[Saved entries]
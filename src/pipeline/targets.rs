//! Target list loading.
//!
//! A target file holds one target per line. Blank lines and lines starting
//! with `#` are skipped. A line without a scheme becomes `http://<line>`, and
//! also `https://<line>` when `prepend_https` is set.

use std::collections::HashSet;
use std::path::Path;

use tracing::{debug, info};

use crate::error::TargetError;
use crate::scheduler::Job;

/// Expands one raw line into its targets.
pub fn normalize_target(line: &str, prepend_https: bool) -> Vec<String> {
    let line = line.trim();
    if line.is_empty() || line.starts_with('#') {
        return Vec::new();
    }
    if line.contains("://") {
        return vec![line.to_string()];
    }

    let mut targets = vec![format!("http://{line}")];
    if prepend_https {
        targets.push(format!("https://{line}"));
    }
    targets
}

/// Parses target text, keeping the first occurrence of each target.
pub fn parse_targets(text: &str, prepend_https: bool) -> Vec<Job> {
    let raw = text
        .lines()
        .flat_map(|line| normalize_target(line, prepend_https))
        .map(Job::new);
    dedup_jobs(raw)
}

/// Loads targets from a file.
pub fn load_targets(path: &Path, prepend_https: bool) -> Result<Vec<Job>, TargetError> {
    let text = std::fs::read_to_string(path).map_err(|source| TargetError::Read {
        path: path.to_path_buf(),
        source,
    })?;

    let jobs = parse_targets(&text, prepend_https);
    if jobs.is_empty() {
        return Err(TargetError::Empty(path.to_path_buf()));
    }
    info!(path = %path.display(), targets = jobs.len(), "Loaded targets");
    Ok(jobs)
}

/// Drops repeated targets, preserving first-seen order.
pub fn dedup_jobs(jobs: impl IntoIterator<Item = Job>) -> Vec<Job> {
    let mut seen = HashSet::new();
    let mut unique = Vec::new();
    let mut duplicates = 0usize;

    for job in jobs {
        if seen.insert(job.target().to_string()) {
            unique.push(job);
        } else {
            duplicates += 1;
        }
    }
    if duplicates > 0 {
        debug!(duplicates, "Dropped duplicate targets");
    }
    unique
}

#[cfg(test)]
mod tests {
    use super::*;

    #[test]
    fn test_normalize_target() {
        assert_eq!(normalize_target("  ", false), Vec::<String>::new());
        assert_eq!(normalize_target("# comment", true), Vec::<String>::new());
        assert_eq!(
            normalize_target("https://a.example/login", true),
            vec!["https://a.example/login"]
        );
        assert_eq!(normalize_target("a.example", false), vec!["http://a.example"]);
        assert_eq!(
            normalize_target("a.example:8080", true),
            vec!["http://a.example:8080", "https://a.example:8080"]
        );
    }

    #[test]
    fn test_parse_targets_dedups() {
        let jobs = parse_targets("a.example\nhttp://a.example\n\n# skip\nb.example\n", false);
        let targets: Vec<&str> = jobs.iter().map(|j| j.target()).collect();
        assert_eq!(targets, vec!["http://a.example", "http://b.example"]);
    }

    #[test]
    fn test_load_targets_from_file() {
        let dir = tempfile::tempdir().unwrap();
        let path = dir.path().join("targets.txt");
        std::fs::write(&path, "a.example\nb.example\n").unwrap();

        let jobs = load_targets(&path, true).unwrap();
        assert_eq!(jobs.len(), 4);
    }

    #[test]
    fn test_load_targets_errors() {
        let dir = tempfile::tempdir().unwrap();
        let missing = dir.path().join("missing.txt");
        assert!(matches!(
            load_targets(&missing, false),
            Err(TargetError::Read { .. })
        ));

        let empty = dir.path().join("empty.txt");
        std::fs::write(&empty, "# nothing\n\n").unwrap();
        assert!(matches!(load_targets(&empty, false), Err(TargetError::Empty(_))));
    }
}
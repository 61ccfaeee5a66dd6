//! Host memory and disk introspection for worker sizing.
//!
//! Every probe degrades to "unknown" instead of failing: an unknown memory
//! reading drops the memory bound, an unknown disk reading counts as enough
//! space.

use std::fmt;
use std::path::Path;

use serde::Serialize;

/// Estimated resident memory of one worker's scan session.
pub const MB_PER_WORKER: u64 = 400;

/// Worker count beyond which extra workers stop paying off.
pub const MAX_PRACTICAL_WORKERS: usize = 8;

/// Default host memory use that triggers a reduce recommendation.
pub const DEFAULT_MEMORY_LIMIT_PERCENT: f64 = 80.0;

/// Factor applied to the worker count under memory pressure.
const REDUCTION_FACTOR: f64 = 0.75;

const MEMINFO_PATH: &str = "/proc/meminfo";

/// A host memory reading.
#[derive(Debug, Clone, Copy, PartialEq, Serialize)]
pub struct MemoryInfo {
    pub total_mb: u64,
    pub available_mb: u64,
}

impl MemoryInfo {
    /// Percentage of host memory in use.
    pub fn used_percent(&self) -> f64 {
        if self.total_mb == 0 {
            return 0.0;
        }
        let used = self.total_mb.saturating_sub(self.available_mb);
        used as f64 / self.total_mb as f64 * 100.0
    }
}

/// A constraint that set the recommended worker count.
#[derive(Debug, Clone, Copy, PartialEq, Eq, Serialize)]
#[serde(rename_all = "snake_case")]
pub enum SizingLimit {
    /// The operator's requested count.
    Requested,
    /// Available memory divided by the per-worker estimate.
    Memory,
    /// The fixed practical ceiling.
    PracticalCeiling,
    /// Fewer jobs than workers.
    Workload,
}

impl fmt::Display for SizingLimit {
    fn fmt(&self, f: &mut fmt::Formatter<'_>) -> fmt::Result {
        let label = match self {
            SizingLimit::Requested => "requested",
            SizingLimit::Memory => "memory",
            SizingLimit::PracticalCeiling => "practical ceiling",
            SizingLimit::Workload => "workload",
        };
        f.write_str(label)
    }
}

/// A worker count and the constraints that produced it.
#[derive(Debug, Clone, PartialEq, Eq, Serialize)]
pub struct WorkerSizing {
    pub workers: usize,
    /// Every constraint equal to the result. Empty only when the floor of one applied.
    pub limited_by: Vec<SizingLimit>,
}

/// Disk space at a path.
#[derive(Debug, Clone, Copy, PartialEq, Serialize)]
pub struct DiskSpace {
    pub has_space: bool,
    pub available_gb: f64,
    pub total_gb: f64,
}

#[derive(Debug, Clone, Copy)]
enum MemorySource {
    Host,
    Fixed(Option<MemoryInfo>),
}

/// Reads host resources and turns them into sizing decisions.
#[derive(Debug, Clone)]
pub struct ResourceMonitor {
    memory_limit_percent: f64,
    source: MemorySource,
}

impl Default for ResourceMonitor {
    fn default() -> Self {
        Self::new(DEFAULT_MEMORY_LIMIT_PERCENT)
    }
}

impl ResourceMonitor {
    /// Creates a monitor reading the host, flagging pressure above `memory_limit_percent`.
    pub fn new(memory_limit_percent: f64) -> Self {
        Self {
            memory_limit_percent,
            source: MemorySource::Host,
        }
    }

    /// Uses a fixed memory reading instead of the host. `None` simulates a failed probe.
    pub fn with_fixed_memory(mut self, memory: Option<MemoryInfo>) -> Self {
        self.source = MemorySource::Fixed(memory);
        self
    }

    pub fn memory_limit_percent(&self) -> f64 {
        self.memory_limit_percent
    }

    /// Current memory reading, if available.
    pub fn memory(&self) -> Option<MemoryInfo> {
        match self.source {
            MemorySource::Host => read_host_memory(),
            MemorySource::Fixed(memory) => memory,
        }
    }

    /// Recommended worker count: `max(1, min(requested, memory bound, ceiling, workload))`.
    pub fn recommended_workers(&self, requested: usize, workload: usize) -> usize {
        self.recommend(requested, workload).workers
    }

    /// Like [`recommended_workers`](Self::recommended_workers), reporting which limits applied.
    pub fn recommend(&self, requested: usize, workload: usize) -> WorkerSizing {
        let memory_bound = self
            .memory()
            .map(|m| (m.available_mb / MB_PER_WORKER) as usize);

        let candidates = [
            (SizingLimit::Requested, Some(requested)),
            (SizingLimit::Memory, memory_bound),
            (SizingLimit::PracticalCeiling, Some(MAX_PRACTICAL_WORKERS)),
            (SizingLimit::Workload, Some(workload)),
        ];

        let bound = candidates
            .iter()
            .filter_map(|(_, value)| *value)
            .min()
            .unwrap_or(MAX_PRACTICAL_WORKERS);
        let workers = bound.max(1);

        let limited_by = candidates
            .iter()
            .filter(|(_, value)| *value == Some(workers))
            .map(|(limit, _)| *limit)
            .collect();

        WorkerSizing {
            workers,
            limited_by,
        }
    }

    /// Recommends a lower worker count when host memory use exceeds the limit.
    pub fn should_reduce_workers(&self, current: usize) -> Option<usize> {
        let memory = self.memory()?;
        if memory.used_percent() <= self.memory_limit_percent {
            return None;
        }
        Some(((current as f64 * REDUCTION_FACTOR) as usize).max(1))
    }

    /// One-line description of the host used in startup logs.
    pub fn system_info(&self) -> String {
        let cores = std::thread::available_parallelism()
            .map(|n| n.get())
            .unwrap_or(1);
        match self.memory() {
            Some(m) => format!(
                "System: {} CPU cores, {:.1}GB RAM ({:.1}GB available)",
                cores,
                m.total_mb as f64 / 1024.0,
                m.available_mb as f64 / 1024.0
            ),
            None => format!("System: {} CPU cores, memory unknown", cores),
        }
    }
}

/// Checks whether `path` has at least `min_gb` free.
///
/// Returns `has_space = true` with zero sizes when the filesystem cannot be read.
pub fn has_space(path: &Path, min_gb: f64) -> DiskSpace {
    match disk_usage(path) {
        Some((available, total)) => {
            let available_gb = available as f64 / GIB;
            DiskSpace {
                has_space: available_gb >= min_gb,
                available_gb,
                total_gb: total as f64 / GIB,
            }
        }
        None => DiskSpace {
            has_space: true,
            available_gb: 0.0,
            total_gb: 0.0,
        },
    }
}

const GIB: f64 = 1024.0 * 1024.0 * 1024.0;

#[cfg(unix)]
fn disk_usage(path: &Path) -> Option<(u64, u64)> {
    match nix::sys::statvfs::statvfs(path) {
        Ok(stat) => {
            let fragment = stat.fragment_size() as u64;
            Some((
                stat.blocks_available() as u64 * fragment,
                stat.blocks() as u64 * fragment,
            ))
        }
        Err(e) => {
            tracing::debug!(path = %path.display(), error = %e, "statvfs failed");
            None
        }
    }
}

#[cfg(not(unix))]
fn disk_usage(_path: &Path) -> Option<(u64, u64)> {
    None
}

fn read_host_memory() -> Option<MemoryInfo> {
    let text = std::fs::read_to_string(MEMINFO_PATH).ok()?;
    parse_meminfo(&text)
}

/// Parses `MemTotal` and `MemAvailable` (kB) out of `/proc/meminfo` text.
fn parse_meminfo(text: &str) -> Option<MemoryInfo> {
    let field = |name: &str| -> Option<u64> {
        text.lines()
            .find(|line| line.starts_with(name))?
            .split_whitespace()
            .nth(1)?
            .parse()
            .ok()
    };

    Some(MemoryInfo {
        total_mb: field("MemTotal:")? / 1024,
        available_mb: field("MemAvailable:")? / 1024,
    })
}

#[cfg(test)]
mod tests {
    use super::*;

    fn monitor_with(available_mb: u64, total_mb: u64) -> ResourceMonitor {
        ResourceMonitor::default().with_fixed_memory(Some(MemoryInfo {
            total_mb,
            available_mb,
        }))
    }

    #[test]
    fn test_recommendation_takes_minimum() {
        // 2000MB / 400MB = 5 workers
        let monitor = monitor_with(2000, 16000);
        let sizing = monitor.recommend(10, 100);
        assert_eq!(sizing.workers, 5);
        assert_eq!(sizing.limited_by, vec![SizingLimit::Memory]);

        assert_eq!(monitor.recommended_workers(3, 100), 3);
        assert_eq!(monitor.recommended_workers(10, 2), 2);
    }

    #[test]
    fn test_practical_ceiling() {
        let monitor = monitor_with(64_000, 128_000);
        let sizing = monitor.recommend(32, 1000);
        assert_eq!(sizing.workers, MAX_PRACTICAL_WORKERS);
        assert_eq!(sizing.limited_by, vec![SizingLimit::PracticalCeiling]);
    }

    #[test]
    fn test_never_below_one() {
        let monitor = monitor_with(100, 16000);
        let sizing = monitor.recommend(4, 10);
        assert_eq!(sizing.workers, 1);
        assert!(sizing.limited_by.is_empty());

        assert_eq!(monitor_with(8000, 16000).recommended_workers(0, 0), 1);
    }

    #[test]
    fn test_failed_memory_probe_drops_memory_bound() {
        let monitor = ResourceMonitor::default().with_fixed_memory(None);
        assert_eq!(monitor.recommended_workers(6, 100), 6);
        assert_eq!(monitor.should_reduce_workers(6), None);
        assert!(monitor.system_info().contains("memory unknown"));
    }

    #[test]
    fn test_ties_report_every_limit() {
        let monitor = monitor_with(3200, 16000);
        let sizing = monitor.recommend(8, 8);
        assert_eq!(sizing.workers, 8);
        assert_eq!(
            sizing.limited_by,
            vec![
                SizingLimit::Requested,
                SizingLimit::Memory,
                SizingLimit::PracticalCeiling,
                SizingLimit::Workload
            ]
        );
    }

    #[test]
    fn test_should_reduce_under_pressure() {
        // 90% used
        let monitor = monitor_with(1000, 10_000);
        assert_eq!(monitor.should_reduce_workers(8), Some(6));
        assert_eq!(monitor.should_reduce_workers(1), Some(1));

        // 50% used
        assert_eq!(monitor_with(5000, 10_000).should_reduce_workers(8), None);
    }

    #[test]
    fn test_parse_meminfo() {
        let text = "MemTotal:       16318128 kB\nMemFree:         1234567 kB\nMemAvailable:    8159064 kB\n";
        let info = parse_meminfo(text).unwrap();
        assert_eq!(info.total_mb, 15935);
        assert_eq!(info.available_mb, 7967);
        assert!(parse_meminfo("MemTotal: 100 kB\n").is_none());
    }

    #[test]
    fn test_has_space() {
        let dir = tempfile::tempdir().unwrap();
        let roomy = has_space(dir.path(), 0.0);
        assert!(roomy.has_space);

        let missing = has_space(Path::new("/definitely/not/a/real/path"), 1.0);
        assert!(missing.has_space);
        assert_eq!(missing.available_gb, 0.0);
    }
}
//! Persistent scan storage.
//!
//! - **ScanStore**: SQLite database of one row per target, pre-created
//!   incomplete and updated in batches by the single writer
//! - **ResultSink / StoreConnector**: the writer-facing seam over the store
//!
//! # Usage
//!
//! ```rust,ignore
//! use parascan::storage::ScanStore;
//!
//! let store = ScanStore::open(Path::new("out/parascan.db"), 1).await?;
//! store.initialize().await?;
//! store.precreate(&jobs).await?;
//! let pending = store.incomplete_targets().await?;
//! store.checkpoint_and_close().await?;
//! ```

pub mod database;
pub mod schema;
pub mod sink;

pub use database::{BatchReport, ScanStore, StoreCounts, StoreError, StoredRecord, SCAN_CONFIG_KEY};
pub use sink::{ResultSink, SqliteConnector, StoreConnector};
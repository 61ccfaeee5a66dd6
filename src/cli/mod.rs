//! Command-line interface for parascan.
//!
//! Provides commands to run a scan, resume an interrupted one and inspect a
//! scan store.

mod commands;

pub use commands::{parse_cli, run, run_with_cli, Cli, Commands};
//! Host resource introspection.
//!
//! [`ResourceMonitor`] sizes the worker pool from available memory and flags
//! memory pressure during a run; [`has_space`] is the pre-run disk check.

pub mod monitor;

pub use monitor::{
    has_space, DiskSpace, MemoryInfo, ResourceMonitor, SizingLimit, WorkerSizing,
    DEFAULT_MEMORY_LIMIT_PERCENT, MAX_PRACTICAL_WORKERS, MB_PER_WORKER,
};
//! HTTP probe session.
//!
//! Fetches each target with its own reqwest client and stores the response
//! body in the worker's profile directory. Used by the bundled binary where a
//! browser driver is not available.

use std::error::Error as _;
use std::path::{Path, PathBuf};
use std::time::{Duration, Instant};

use async_trait::async_trait;
use reqwest::{redirect, Client};

use super::{ScanSession, SessionConfig, SessionError, SessionFactory};
use crate::scheduler::job::{Artifact, Job};

const DEFAULT_USER_AGENT: &str = concat!("parascan/", env!("CARGO_PKG_VERSION"));

/// Creates [`HttpProbeSession`]s.
#[derive(Debug, Clone, Default)]
pub struct HttpProbeFactory;

impl HttpProbeFactory {
    pub fn new() -> Self {
        Self
    }
}

#[async_trait]
impl SessionFactory for HttpProbeFactory {
    async fn create_session(
        &self,
        worker_id: usize,
        profile_dir: &Path,
        config: &SessionConfig,
    ) -> Result<Box<dyn ScanSession>, SessionError> {
        let session = HttpProbeSession::new(worker_id, profile_dir, config)?;
        Ok(Box::new(session))
    }
}

/// One worker's HTTP client and capture directory.
pub struct HttpProbeSession {
    worker_id: usize,
    client: Option<Client>,
    capture_dir: PathBuf,
    page_timeout: Duration,
    max_body_bytes: usize,
    captures: u64,
}

impl HttpProbeSession {
    /// Builds the client. Fails if the TLS backend cannot be initialized.
    pub fn new(
        worker_id: usize,
        profile_dir: &Path,
        config: &SessionConfig,
    ) -> Result<Self, SessionError> {
        let client = Client::builder()
            .timeout(config.page_timeout)
            .redirect(redirect::Policy::limited(config.max_redirects))
            .danger_accept_invalid_certs(config.accept_invalid_certs)
            .user_agent(
                config
                    .user_agent
                    .clone()
                    .unwrap_or_else(|| DEFAULT_USER_AGENT.to_string()),
            )
            .build()
            .map_err(|e| SessionError::Create(error_chain(&e)))?;

        Ok(Self {
            worker_id,
            client: Some(client),
            capture_dir: profile_dir.join("captures"),
            page_timeout: config.page_timeout,
            max_body_bytes: config.max_body_bytes,
            captures: 0,
        })
    }

    /// Reads the body chunk by chunk, stopping once `max_body_bytes` are kept.
    async fn read_body(
        &self,
        response: &mut reqwest::Response,
    ) -> Result<(Vec<u8>, bool), SessionError> {
        let mut kept = Vec::new();
        while let Some(chunk) = response
            .chunk()
            .await
            .map_err(|e| self.map_request_error(e))?
        {
            let room = self.max_body_bytes - kept.len();
            if chunk.len() > room {
                kept.extend_from_slice(&chunk[..room]);
                return Ok((kept, true));
            }
            kept.extend_from_slice(&chunk);
        }
        Ok((kept, false))
    }

    fn map_request_error(&self, err: reqwest::Error) -> SessionError {
        if err.is_timeout() {
            SessionError::Timeout(self.page_timeout)
        } else {
            SessionError::Execute(error_chain(&err))
        }
    }
}

#[async_trait]
impl ScanSession for HttpProbeSession {
    async fn execute(&mut self, job: &Job) -> Result<Artifact, SessionError> {
        let client = self
            .client
            .as_ref()
            .ok_or_else(|| SessionError::Crashed("probe session was torn down".to_string()))?;

        let started = Instant::now();
        let mut response = client
            .get(job.target())
            .send()
            .await
            .map_err(|e| self.map_request_error(e))?;

        let status = response.status();
        let final_url = response.url().to_string();
        let server = response
            .headers()
            .get(reqwest::header::SERVER)
            .and_then(|v| v.to_str().ok())
            .map(str::to_string);
        let content_type = response
            .headers()
            .get(reqwest::header::CONTENT_TYPE)
            .and_then(|v| v.to_str().ok())
            .map(str::to_string);

        let (kept, truncated) = self.read_body(&mut response).await?;

        self.captures += 1;
        tokio::fs::create_dir_all(&self.capture_dir)
            .await
            .map_err(|e| SessionError::Execute(format!("capture dir: {e}")))?;
        let capture_path = self.capture_dir.join(format!("capture_{:06}.body", self.captures));
        tokio::fs::write(&capture_path, &kept)
            .await
            .map_err(|e| SessionError::Execute(format!("write capture: {e}")))?;

        let payload = serde_json::json!({
            "target": job.target(),
            "final_url": final_url,
            "status": status.as_u16(),
            "server": server,
            "content_type": content_type,
            "body_bytes": kept.len(),
            "truncated": truncated,
            "capture": capture_path.display().to_string(),
            "elapsed_ms": started.elapsed().as_millis() as u64,
            "worker_id": self.worker_id,
        });

        let artifact = Artifact::new(payload);
        if status.is_server_error() {
            return Ok(artifact.with_error_state(format!("server error: {status}")));
        }
        Ok(artifact)
    }

    async fn teardown(&mut self) {
        self.client = None;
    }
}

/// Joins an error and its sources into one line so classification sees the
/// underlying cause ("Connection refused", "certificate ...").
fn error_chain(err: &reqwest::Error) -> String {
    let mut text = err.to_string();
    let mut source = err.source();
    while let Some(cause) = source {
        text.push_str(": ");
        text.push_str(&cause.to_string());
        source = cause.source();
    }
    text
}

#[cfg(test)]
mod tests {
    use super::*;

    #[tokio::test]
    async fn test_teardown_then_execute_reports_crash() {
        let dir = tempfile::tempdir().unwrap();
        let mut session = HttpProbeSession::new(0, dir.path(), &SessionConfig::default()).unwrap();
        session.teardown().await;
        session.teardown().await;

        let err = session.execute(&Job::new("http://127.0.0.1:1/")).await.unwrap_err();
        assert!(matches!(err, SessionError::Crashed(_)));
    }

    #[tokio::test]
    async fn test_closed_port_is_connection_error() {
        let dir = tempfile::tempdir().unwrap();
        let config = SessionConfig::default().with_page_timeout(Duration::from_secs(5));
        let factory = HttpProbeFactory::new();
        let mut session = factory.create_session(0, dir.path(), &config).await.unwrap();

        // Port 1 is reserved and closed on test hosts
        let err = session.execute(&Job::new("http://127.0.0.1:1/")).await.unwrap_err();
        assert!(matches!(err, SessionError::Execute(_) | SessionError::Timeout(_)));
    }

    /// Serves one response with a `len`-byte body on a local port.
    async fn serve_once(len: usize) -> String {
        use tokio::io::{AsyncReadExt, AsyncWriteExt};

        let listener = tokio::net::TcpListener::bind("127.0.0.1:0").await.unwrap();
        let addr = listener.local_addr().unwrap();
        tokio::spawn(async move {
            let (mut socket, _) = listener.accept().await.unwrap();
            let mut request = [0u8; 1024];
            let _ = socket.read(&mut request).await;
            let head = format!(
                "HTTP/1.1 200 OK\r\nContent-Type: text/plain\r\nContent-Length: {len}\r\nConnection: close\r\n\r\n"
            );
            let _ = socket.write_all(head.as_bytes()).await;
            let body = vec![b'x'; len];
            let _ = socket.write_all(&body).await;
            let _ = socket.shutdown().await;
        });
        format!("http://{addr}/")
    }

    #[tokio::test]
    async fn test_large_body_is_truncated_while_reading() {
        let url = serve_once(256 * 1024).await;
        let dir = tempfile::tempdir().unwrap();
        let config = SessionConfig::default()
            .with_page_timeout(Duration::from_secs(5))
            .with_max_body_bytes(1024);
        let mut session = HttpProbeSession::new(0, dir.path(), &config).unwrap();

        let artifact = session.execute(&Job::new(url)).await.unwrap();
        assert!(artifact.is_success());
        assert_eq!(artifact.payload["status"], 200);
        assert_eq!(artifact.payload["body_bytes"], 1024);
        assert_eq!(artifact.payload["truncated"], true);

        let capture = artifact.payload["capture"].as_str().unwrap();
        assert_eq!(std::fs::metadata(capture).unwrap().len(), 1024);
    }

    #[tokio::test]
    async fn test_small_body_is_kept_whole() {
        let url = serve_once(300).await;
        let dir = tempfile::tempdir().unwrap();
        let config = SessionConfig::default().with_max_body_bytes(1024);
        let mut session = HttpProbeSession::new(0, dir.path(), &config).unwrap();

        let artifact = session.execute(&Job::new(url)).await.unwrap();
        assert_eq!(artifact.payload["body_bytes"], 300);
        assert_eq!(artifact.payload["truncated"], false);
    }
}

What you should do – The required answer is each line of the entries containing the string "Parses".

Task result –
/// Parses target text, keeping the first occurrence of each target.
/// Parses `MemTotal` and `MemAvailable` (kB) out of `/proc/meminfo` text.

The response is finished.